TASK DESCRIPTION: Show every line of the records below that contains the word "request".

RECORDS:
● ● ● ● ●

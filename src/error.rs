//! Error types shared across the engine.
//!
//! Transport errors are data, not control flow: the orchestrator records them
//! in the request scheduler's error log and keeps going with the rest of the
//! batch.

use serde::{Deserialize, Serialize};
use thiserror::Error;

/// Machine-readable category of a transport failure.
#[derive(Debug, Clone, Copy, PartialEq, Eq, Serialize, Deserialize)]
#[serde(rename_all = "snake_case")]
pub enum TransportErrorKind {
    /// Connection dropped, timed out, DNS failure...
    Network,
    /// The server answered with a 5xx-style failure
    Server,
    /// The server refused the request (4xx-style)
    Rejected,
    Auth,
    NotFound,
    Other,
}

impl std::fmt::Display for TransportErrorKind {
    fn fmt(&self, f: &mut std::fmt::Formatter<'_>) -> std::fmt::Result {
        let name = match self {
            Self::Network => "network",
            Self::Server => "server",
            Self::Rejected => "rejected",
            Self::Auth => "auth",
            Self::NotFound => "not_found",
            Self::Other => "other",
        };
        f.write_str(name)
    }
}

/// Failure reported by the fetch/sync transport.
#[derive(Debug, Clone, PartialEq, Eq, Error, Serialize, Deserialize)]
#[error("{kind} error: {message}")]
pub struct TransportError {
    pub kind: TransportErrorKind,
    pub message: String,
}

impl TransportError {
    pub fn new(kind: TransportErrorKind, message: impl Into<String>) -> Self {
        Self {
            kind,
            message: message.into(),
        }
    }

    pub fn network(message: impl Into<String>) -> Self {
        Self::new(TransportErrorKind::Network, message)
    }

    pub fn server(message: impl Into<String>) -> Self {
        Self::new(TransportErrorKind::Server, message)
    }
}

/// Internal inconsistency detected while threading.
#[derive(Debug, Clone, PartialEq, Eq, Error)]
pub enum ThreadingError {
    #[error("account message id seen twice in one threading pass: {0}")]
    DuplicateMessageId(String),
}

● ● ● ● ●

RESULT BELOW:
//! in the request scheduler's error log and keeps going with the rest of the
    /// The server refused the request (4xx-style)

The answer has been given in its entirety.